▶ _Data section_
####################

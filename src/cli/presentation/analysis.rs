//! Analysis presentation: colored verdict, metrics table and findings.

use super::shared::{bullet_list, format_section_heading};
use crate::types::{AnalysisResult, Verdict};
use comfy_table::presets::UTF8_BORDERS_ONLY;
use comfy_table::Table;
use owo_colors::OwoColorize;

fn format_verdict(verdict: Verdict) -> String {
    match verdict {
        Verdict::Feasible => verdict.as_str().green().bold().to_string(),
        Verdict::Plausible => verdict.as_str().blue().bold().to_string(),
        Verdict::Implausible => verdict.as_str().yellow().bold().to_string(),
        Verdict::Impossible => verdict.as_str().red().bold().to_string(),
    }
}

pub fn format_analysis_text(result: &AnalysisResult) -> String {
    let mut out = String::new();
    out.push_str(&format!("{}\n\n", format_section_heading("AEGIS Analysis")));
    out.push_str(&format!("  Verdict: {}\n", format_verdict(result.verdict)));
    out.push_str(&format!("  Risk: {:.0}%\n", result.risk_score * 100.0));
    out.push_str(&format!("  Domain: {}\n\n", result.domain));
    out.push_str(&format!("{}\n\n", result.summary));

    let mut table = Table::new();
    table.load_preset(UTF8_BORDERS_ONLY);
    table.set_header(vec!["Physics", "Engineering", "Economics", "Safety"]);
    let scores = &result.scores;
    table.add_row(vec![
        scores.physics.to_string(),
        scores.engineering.to_string(),
        scores.economics.to_string(),
        scores.safety.to_string(),
    ]);
    out.push_str(&format!("{}\n\n", table));

    out.push_str(&format!(
        "{}\n  {} - {}\n\n",
        format_section_heading("Manufacturability"),
        result.manufacturability.rating,
        result.manufacturability.assessment
    ));

    for (title, items) in [
        ("Components", &result.component_breakdown),
        ("Physics laws", &result.applied_physics_laws),
        ("Key calculations", &result.key_calculations),
        ("Violated constraints", &result.violated_constraints),
    ] {
        out.push_str(&format!("{}\n", format_section_heading(title)));
        bullet_list(&mut out, items);
        out.push('\n');
    }

    if !result.failure_modes.is_empty() {
        out.push_str(&format!("{}\n\n", format_section_heading("Failure modes")));
        let mut table = Table::new();
        table.load_preset(UTF8_BORDERS_ONLY);
        table.set_header(vec!["Scenario", "Probability", "Impact", "Mitigation"]);
        for mode in &result.failure_modes {
            table.add_row(vec![
                mode.scenario.clone(),
                mode.probability.to_string(),
                mode.impact.to_string(),
                mode.mitigation.clone().unwrap_or_else(|| "-".to_string()),
            ]);
        }
        out.push_str(&format!("{}\n\n", table));
    }

    out.push_str(&format!("{}\n", format_section_heading("Optimizations")));
    bullet_list(&mut out, &result.optimizations);
    out.push('\n');

    out.push_str(&format!("{}\n", format_section_heading("Reasoning")));
    out.push_str(result.reasoning.trim_end());
    out
}
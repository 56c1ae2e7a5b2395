//! Shared test utilities for integration tests
//!
//! A scripted [`GenerationClient`] whose behavior is a closure over the
//! credential and call number, plus canned payloads.

use aegis::credentials::{Credential, CredentialPool};
use aegis::executor::{ExecutionPolicy, RequestExecutor};
use aegis::provider::{GenerationCall, GenerationClient, GenerationResponse, RemoteError};
use async_trait::async_trait;
use parking_lot::Mutex;
use serde_json::{json, Value};
use std::sync::Arc;

type Script = dyn Fn(&str, usize) -> Result<GenerationResponse, RemoteError> + Send + Sync;

/// Client driven by a script of `(credential secret, call number) -> outcome`.
/// Every call yields once before answering so concurrent callers interleave.
pub struct ScriptedClient {
    script: Box<Script>,
    seen: Mutex<Vec<String>>,
}

impl ScriptedClient {
    pub fn new<F>(script: F) -> Arc<Self>
    where
        F: Fn(&str, usize) -> Result<GenerationResponse, RemoteError> + Send + Sync + 'static,
    {
        Arc::new(Self {
            script: Box::new(script),
            seen: Mutex::new(Vec::new()),
        })
    }

    /// Quota failure for every call made with one of `exhausted`, `body` otherwise.
    pub fn exhausted_keys(exhausted: &'static [&'static str], body: Value) -> Arc<Self> {
        let text = body.to_string();
        Self::new(move |key, _| {
            if exhausted.iter().any(|k| *k == key) {
                Err(RemoteError::new(
                    Some(429),
                    "RESOURCE_EXHAUSTED: Resource has been exhausted (e.g. check quota).",
                ))
            } else {
                Ok(GenerationResponse::text(text.clone()))
            }
        })
    }

    /// Secrets used for each call, in call order.
    pub fn seen(&self) -> Vec<String> {
        self.seen.lock().clone()
    }

    pub fn calls(&self) -> usize {
        self.seen.lock().len()
    }
}

#[async_trait]
impl GenerationClient for ScriptedClient {
    async fn generate(
        &self,
        credential: &Credential,
        _call: &GenerationCall,
    ) -> Result<GenerationResponse, RemoteError> {
        let call_number = {
            let mut seen = self.seen.lock();
            seen.push(credential.expose().to_string());
            seen.len()
        };
        tokio::task::yield_now().await;
        (self.script)(credential.expose(), call_number)
    }

    fn provider_name(&self) -> &str {
        "scripted"
    }

    fn model_name(&self) -> &str {
        "scripted-model"
    }
}

pub fn executor(keys: &[&str], client: Arc<ScriptedClient>) -> RequestExecutor {
    let pool = Arc::new(CredentialPool::new(keys).unwrap());
    RequestExecutor::with_policy(pool, client, ExecutionPolicy::default())
}

pub fn call() -> GenerationCall {
    GenerationCall {
        prompt: "Analyze a bicycle".to_string(),
        system_instruction: None,
        response_schema: json!({ "type": "ARRAY" }),
    }
}

pub fn quota() -> RemoteError {
    RemoteError::quota("Too Many Requests")
}

pub fn part(id: &str) -> Value {
    json!({
        "id": id,
        "type": "box",
        "position": [0.0, 0.5, 0.0],
        "rotation": [0.0, 0.0, 0.0],
        "scale": [1.0, 1.0, 1.0],
        "color": "#64748b",
        "name": format!("Part {}", id)
    })
}

pub fn blueprint(count: usize) -> Value {
    Value::Array((0..count).map(|i| part(&format!("p{}", i))).collect())
}

pub fn analysis(domain: &str) -> Value {
    json!({
        "summary": "A sealed flywheel store is workable at small scale.",
        "riskScore": 0.42,
        "verdict": "PLAUSIBLE",
        "domain": domain,
        "scores": { "physics": 85, "engineering": 60, "economics": 45, "safety": 55 },
        "componentBreakdown": ["Rotor", "Magnetic bearings", "Vacuum housing"],
        "appliedPhysicsLaws": ["Conservation of angular momentum", "Hoop stress"],
        "keyCalculations": ["E = 1/2 I w^2 = 3.6 MJ", "sigma = rho r^2 w^2 = 410 MPa"],
        "manufacturability": { "rating": "Medium", "assessment": "Carbon rotor layup is specialized." },
        "violatedConstraints": ["None"],
        "failureModes": [
            {
                "scenario": "Rotor burst",
                "probability": "Low",
                "impact": "Catastrophic",
                "mitigation": "Containment ring"
            }
        ],
        "optimizations": ["Use a composite rim"],
        "reasoning": "Stress stays below the fibre limit with a 2x margin."
    })
}

/// Global mutex to serialize environment variable access across all tests
static ENV_MUTEX: std::sync::Mutex<()> = std::sync::Mutex::new(());

const ISOLATED_VARS: [&str; 8] = [
    "HOME",
    "XDG_CONFIG_HOME",
    "AEGIS_ENV",
    "AEGIS_API_KEYS",
    "AEGIS_API_KEY",
    "GEMINI_API_KEY",
    "AEGIS_PROVIDER__MODEL",
    "AEGIS_EXECUTOR__ATTEMPTS_PER_CREDENTIAL",
];

/// Run `f` with HOME and XDG_CONFIG_HOME inside `test_dir`, every credential
/// variable cleared and `vars` applied. The original environment is restored.
pub fn with_isolated_env<F, R>(test_dir: &tempfile::TempDir, vars: &[(&str, &str)], f: F) -> R
where
    F: FnOnce() -> R,
{
    let _guard = ENV_MUTEX.lock().unwrap_or_else(|e| e.into_inner());
    let saved: Vec<(&str, Option<String>)> = ISOLATED_VARS
        .iter()
        .map(|var| (*var, std::env::var(var).ok()))
        .collect();

    for var in ISOLATED_VARS {
        std::env::remove_var(var);
    }
    let home = test_dir.path().join("home");
    let config_home = test_dir.path().join("xdg");
    std::fs::create_dir_all(&home).unwrap();
    std::fs::create_dir_all(&config_home).unwrap();
    std::env::set_var("HOME", &home);
    std::env::set_var("XDG_CONFIG_HOME", &config_home);
    for (key, value) in vars {
        std::env::set_var(key, value);
    }

    let result = f();

    for (var, value) in saved {
        match value {
            Some(value) => std::env::set_var(var, value),
            None => std::env::remove_var(var),
        }
    }
    result
}
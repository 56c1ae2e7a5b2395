//! Status presentation: credentials, provider and retry policy.

use super::shared::format_section_heading;
use crate::config::AegisConfig;
use crate::credentials::Credential;
use crate::executor::attempt_budget;
use comfy_table::presets::UTF8_BORDERS_ONLY;
use comfy_table::Table;
use serde::{Deserialize, Serialize};

/// Effective configuration summary. Credentials appear only as fingerprints.
#[derive(Debug, Clone, PartialEq, Serialize, Deserialize)]
pub struct StatusReport {
    pub credentials: Vec<String>,
    pub provider: String,
    pub model: String,
    pub endpoint: String,
    pub backoff_ms: u64,
    pub attempts_per_credential: usize,
    pub attempt_budget: usize,
    #[serde(skip_serializing_if = "Option::is_none")]
    pub deadline_secs: Option<u64>,
}

impl StatusReport {
    pub fn from_config(config: &AegisConfig) -> Self {
        let credentials: Vec<String> = config
            .credentials
            .api_keys
            .iter()
            .map(|key| Credential::new(key).fingerprint())
            .collect();
        let budget = if credentials.is_empty() {
            0
        } else {
            attempt_budget(credentials.len(), config.executor.attempts_per_credential)
        };
        Self {
            credentials,
            provider: "gemini".to_string(),
            model: config.provider.model.clone(),
            endpoint: config.provider.endpoint.clone(),
            backoff_ms: config.executor.backoff_ms,
            attempts_per_credential: config.executor.attempts_per_credential,
            attempt_budget: budget,
            deadline_secs: config.executor.deadline_secs,
        }
    }
}

pub fn format_status_text(report: &StatusReport) -> String {
    let mut out = String::new();
    out.push_str(&format!("{}\n\n", format_section_heading("Credentials")));
    if report.credentials.is_empty() {
        out.push_str("No API keys configured. Set AEGIS_API_KEY or credentials.api_keys.\n\n");
    } else {
        let mut table = Table::new();
        table.load_preset(UTF8_BORDERS_ONLY);
        table.set_header(vec!["#", "Key"]);
        for (i, fingerprint) in report.credentials.iter().enumerate() {
            table.add_row(vec![(i + 1).to_string(), fingerprint.clone()]);
        }
        out.push_str(&format!("{}\n\n", table));
    }

    out.push_str(&format!("{}\n", format_section_heading("Provider")));
    out.push_str(&format!("  Provider: {}\n", report.provider));
    out.push_str(&format!("  Model: {}\n", report.model));
    out.push_str(&format!("  Endpoint: {}\n\n", report.endpoint));

    out.push_str(&format!("{}\n", format_section_heading("Retry policy")));
    out.push_str(&format!("  Backoff: {} ms\n", report.backoff_ms));
    out.push_str(&format!(
        "  Attempts per credential: {}\n",
        report.attempts_per_credential
    ));
    out.push_str(&format!("  Attempt budget: {}\n", report.attempt_budget));
    match report.deadline_secs {
        Some(secs) => out.push_str(&format!("  Deadline: {} s", secs)),
        None => out.push_str("  Deadline: none"),
    }
    out
}
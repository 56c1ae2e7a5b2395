//! Merge rules: built-in defaults sit beneath every other source.

use crate::executor::{DEFAULT_ATTEMPTS_PER_CREDENTIAL, DEFAULT_BACKOFF};
use crate::provider::{DEFAULT_ENDPOINT, DEFAULT_MODEL};
use config::Config;
use config::ConfigBuilder;
use config::ConfigError;

pub const DEFAULT_CONNECT_TIMEOUT_SECS: u64 = 10;
pub const DEFAULT_REQUEST_TIMEOUT_SECS: u64 = 120;

/// Create a Config builder with merge policy defaults applied.
pub fn builder_with_defaults() -> Result<ConfigBuilder<config::builder::DefaultState>, ConfigError>
{
    Config::builder()
        .set_default("provider.model", DEFAULT_MODEL)?
        .set_default("provider.endpoint", DEFAULT_ENDPOINT)?
        .set_default("provider.connect_timeout_secs", DEFAULT_CONNECT_TIMEOUT_SECS)?
        .set_default("provider.request_timeout_secs", DEFAULT_REQUEST_TIMEOUT_SECS)?
        .set_default("executor.backoff_ms", DEFAULT_BACKOFF.as_millis() as u64)?
        .set_default(
            "executor.attempts_per_credential",
            DEFAULT_ATTEMPTS_PER_CREDENTIAL as u64,
        )
}
//! Markdown engineering report for a finished analysis.

use crate::types::AnalysisResult;
use chrono::{DateTime, Utc};

/// Render the exportable report. `generated_at` is stamped under the heading.
pub fn render_markdown(result: &AnalysisResult, generated_at: DateTime<Utc>) -> String {
    let mut out = String::new();

    out.push_str(&format!("# AEGIS Engineering Report: {}\n\n", result.verdict));
    out.push_str(&format!(
        "_Generated {}_\n\n",
        generated_at.format("%Y-%m-%d %H:%M:%S UTC")
    ));
    out.push_str(&format!("**Summary:** {}\n", result.summary));
    out.push_str(&format!("**Risk Score:** {:.0}%\n", result.risk_score * 100.0));
    out.push_str(&format!("**Domain:** {}\n", result.domain));

    section(&mut out, "System Metrics");
    let scores = &result.scores;
    for (label, value) in [
        ("Physics", scores.physics),
        ("Engineering", scores.engineering),
        ("Economics", scores.economics),
        ("Safety", scores.safety),
    ] {
        out.push_str(&format!("- {}: {}/100\n", label, value));
    }

    section(&mut out, "Manufacturability");
    out.push_str(&format!("- Rating: {}\n", result.manufacturability.rating));
    out.push_str(&format!(
        "- Assessment: {}\n",
        result.manufacturability.assessment
    ));

    bullets(&mut out, "Component Breakdown", &result.component_breakdown);
    bullets(&mut out, "Physics Laws Applied", &result.applied_physics_laws);
    bullets(&mut out, "Key Calculations", &result.key_calculations);

    section(&mut out, "Detailed Logic");
    out.push_str(&format!("{}\n", result.reasoning.trim_end()));

    bullets(&mut out, "Critical Violations", &result.violated_constraints);

    section(&mut out, "Failure Modes");
    if result.failure_modes.is_empty() {
        out.push_str("- None identified\n");
    }
    for mode in &result.failure_modes {
        out.push_str(&format!(
            "- [{}] {} (Prob: {})",
            mode.impact, mode.scenario, mode.probability
        ));
        if let Some(mitigation) = &mode.mitigation {
            out.push_str(&format!(" Mitigation: {}", mitigation));
        }
        out.push('\n');
    }

    bullets(&mut out, "Optimizations", &result.optimizations);
    out
}

fn section(out: &mut String, title: &str) {
    out.push_str(&format!("\n## {}\n", title));
}

fn bullets(out: &mut String, title: &str, items: &[String]) {
    section(out, title);
    for item in items {
        out.push_str(&format!("- {}\n", item));
    }
}
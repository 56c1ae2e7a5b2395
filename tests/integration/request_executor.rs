//! Integration tests for credential rotation, backoff and the attempt budget

use super::test_utils::{blueprint, call, executor, quota, ScriptedClient};
use aegis::error::AegisError;
use aegis::executor::RequestExecutor;
use aegis::provider::{GenerationResponse, RemoteError};
use aegis::schema::SchemaContract;
use aegis::{CredentialPool, ExecutionPolicy};
use futures::future::join_all;
use std::sync::Arc;
use std::time::Duration;
use tokio::time::Instant;

#[tokio::test(start_paused = true)]
async fn test_quota_on_first_key_rotates_without_backoff() {
    let client = ScriptedClient::exhausted_keys(&["k1"], blueprint(2));
    let executor = executor(&["k1", "k2"], client.clone());

    let started = Instant::now();
    let payload = executor
        .execute(&call(), &SchemaContract::blueprint())
        .await
        .unwrap();

    assert_eq!(payload.as_array().unwrap().len(), 2);
    assert_eq!(client.seen(), vec!["k1", "k2"]);
    assert!(started.elapsed() < Duration::from_secs(2));
    assert_eq!(executor.pool().current_index(), 1);
}

#[tokio::test(start_paused = true)]
async fn test_single_key_waits_before_retrying() {
    let body = blueprint(1).to_string();
    let client = ScriptedClient::new(move |_, n| {
        if n == 1 {
            Err(quota())
        } else {
            Ok(GenerationResponse::text(body.clone()))
        }
    });
    let executor = executor(&["only"], client.clone());

    let started = Instant::now();
    executor
        .execute(&call(), &SchemaContract::blueprint())
        .await
        .unwrap();

    assert_eq!(client.calls(), 2);
    let elapsed = started.elapsed();
    assert!(elapsed >= Duration::from_secs(2), "elapsed {:?}", elapsed);
    assert!(elapsed < Duration::from_secs(4), "elapsed {:?}", elapsed);
}

#[tokio::test(start_paused = true)]
async fn test_exhausted_pool_fails_after_two_cycles() {
    let client = ScriptedClient::exhausted_keys(&["k1", "k2"], blueprint(1));
    let executor = executor(&["k1", "k2"], client.clone());

    let started = Instant::now();
    let err = executor
        .execute(&call(), &SchemaContract::blueprint())
        .await
        .unwrap_err();

    assert!(matches!(err, AegisError::QuotaExceeded(_)));
    assert!(err.to_string().contains("RESOURCE_EXHAUSTED"));
    assert_eq!(client.seen(), vec!["k1", "k2", "k1", "k2"]);
    // One wrap between the cycles; no pause after the final attempt.
    let elapsed = started.elapsed();
    assert!(elapsed >= Duration::from_secs(2), "elapsed {:?}", elapsed);
    assert!(elapsed < Duration::from_secs(4), "elapsed {:?}", elapsed);
}

#[tokio::test(start_paused = true)]
async fn test_attempt_budget_scales_with_pool() {
    for size in 1..=4usize {
        let keys: Vec<String> = (0..size).map(|i| format!("key-{}", i)).collect();
        let client = ScriptedClient::new(|_, _| Err(quota()));
        let pool = Arc::new(CredentialPool::new(&keys).unwrap());
        let executor = RequestExecutor::with_policy(
            pool,
            client.clone(),
            ExecutionPolicy {
                backoff: Duration::from_millis(10),
                ..ExecutionPolicy::default()
            },
        );

        let err = executor
            .execute(&call(), &SchemaContract::blueprint())
            .await
            .unwrap_err();
        assert_eq!(err.kind(), "quota_exceeded");
        assert_eq!(client.calls(), 2 * size, "pool of {}", size);
    }
}

#[tokio::test(start_paused = true)]
async fn test_non_quota_failure_is_not_retried() {
    let client = ScriptedClient::new(|_, _| {
        Err(RemoteError::new(
            Some(403),
            "PERMISSION_DENIED: API key not valid",
        ))
    });
    let executor = executor(&["k1", "k2", "k3"], client.clone());

    let err = executor
        .execute(&call(), &SchemaContract::blueprint())
        .await
        .unwrap_err();

    assert_eq!(err.kind(), "request");
    assert_eq!(client.seen(), vec!["k1"]);
    assert_eq!(executor.pool().current_index(), 0);
}

#[tokio::test(start_paused = true)]
async fn test_exhausted_wording_without_status_is_retriable() {
    let body = blueprint(1).to_string();
    let client = ScriptedClient::new(move |key, _| {
        if key == "k1" {
            Err(RemoteError::new(None, "quota Exhausted for project"))
        } else {
            Ok(GenerationResponse::text(body.clone()))
        }
    });
    let executor = executor(&["k1", "k2"], client.clone());

    executor
        .execute(&call(), &SchemaContract::blueprint())
        .await
        .unwrap();
    assert_eq!(client.seen(), vec!["k1", "k2"]);
}

#[tokio::test(start_paused = true)]
async fn test_invalid_payload_is_terminal() {
    let client = ScriptedClient::new(|_, _| {
        Ok(GenerationResponse::text(blueprint(13).to_string()))
    });
    let executor = executor(&["k1", "k2"], client.clone());

    let err = executor
        .execute(&call(), &SchemaContract::blueprint())
        .await
        .unwrap_err();
    match err {
        AegisError::Validation(e) => assert_eq!(e.field, "$"),
        other => panic!("expected validation error, got {:?}", other),
    }
    assert_eq!(client.calls(), 1);
}

#[tokio::test(start_paused = true)]
async fn test_concurrent_failures_on_same_key_rotate_once() {
    let client = ScriptedClient::exhausted_keys(&["k1"], blueprint(1));
    let executor = executor(&["k1", "k2", "k3"], client.clone());
    let contract = SchemaContract::blueprint();
    let call = call();

    let results = join_all((0..4).map(|_| executor.execute(&call, &contract))).await;

    assert!(results.iter().all(Result::is_ok));
    let seen = client.seen();
    assert!(!seen.iter().any(|k| k == "k3"), "seen {:?}", seen);
    assert_eq!(executor.pool().current_index(), 1);
}

#[tokio::test(start_paused = true)]
async fn test_deadline_bounds_the_retry_loop() {
    let client = ScriptedClient::new(|_, _| Err(quota()));
    let pool = Arc::new(CredentialPool::new(["solo"]).unwrap());
    let executor = RequestExecutor::with_policy(
        pool,
        client.clone(),
        ExecutionPolicy {
            attempts_per_credential: 10,
            deadline: Some(Duration::from_secs(5)),
            ..ExecutionPolicy::default()
        },
    );

    let err = executor
        .execute(&call(), &SchemaContract::blueprint())
        .await
        .unwrap_err();
    assert_eq!(err.kind(), "deadline_exceeded");
    assert!(client.calls() < 10);
}
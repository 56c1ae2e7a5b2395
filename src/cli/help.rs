//! CLI command-name contract for logging and routing.

use crate::cli::parse::{Commands, ContractKind};

/// Command name string for log spans (e.g. "analyze", "schema.blueprint").
pub fn command_name(command: &Commands) -> &'static str {
    match command {
        Commands::Analyze { .. } => "analyze",
        Commands::Blueprint { .. } => "blueprint",
        Commands::Domains => "domains",
        Commands::Schema { contract } => match contract {
            ContractKind::Analysis => "schema.analysis",
            ContractKind::Blueprint => "schema.blueprint",
        },
        Commands::Status { .. } => "status",
    }
}

/// Whether the command calls the remote model and so needs credentials.
pub fn requires_provider(command: &Commands) -> bool {
    matches!(command, Commands::Analyze { .. } | Commands::Blueprint { .. })
}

####################

▶ _Problem description_
Would you show each line of the listing above that has the string "results"?

▶ _Written reply_
    let results = join_all((0..4).map(|_| executor.execute(&call, &contract))).await;
    assert!(results.iter().all(Result::is_ok));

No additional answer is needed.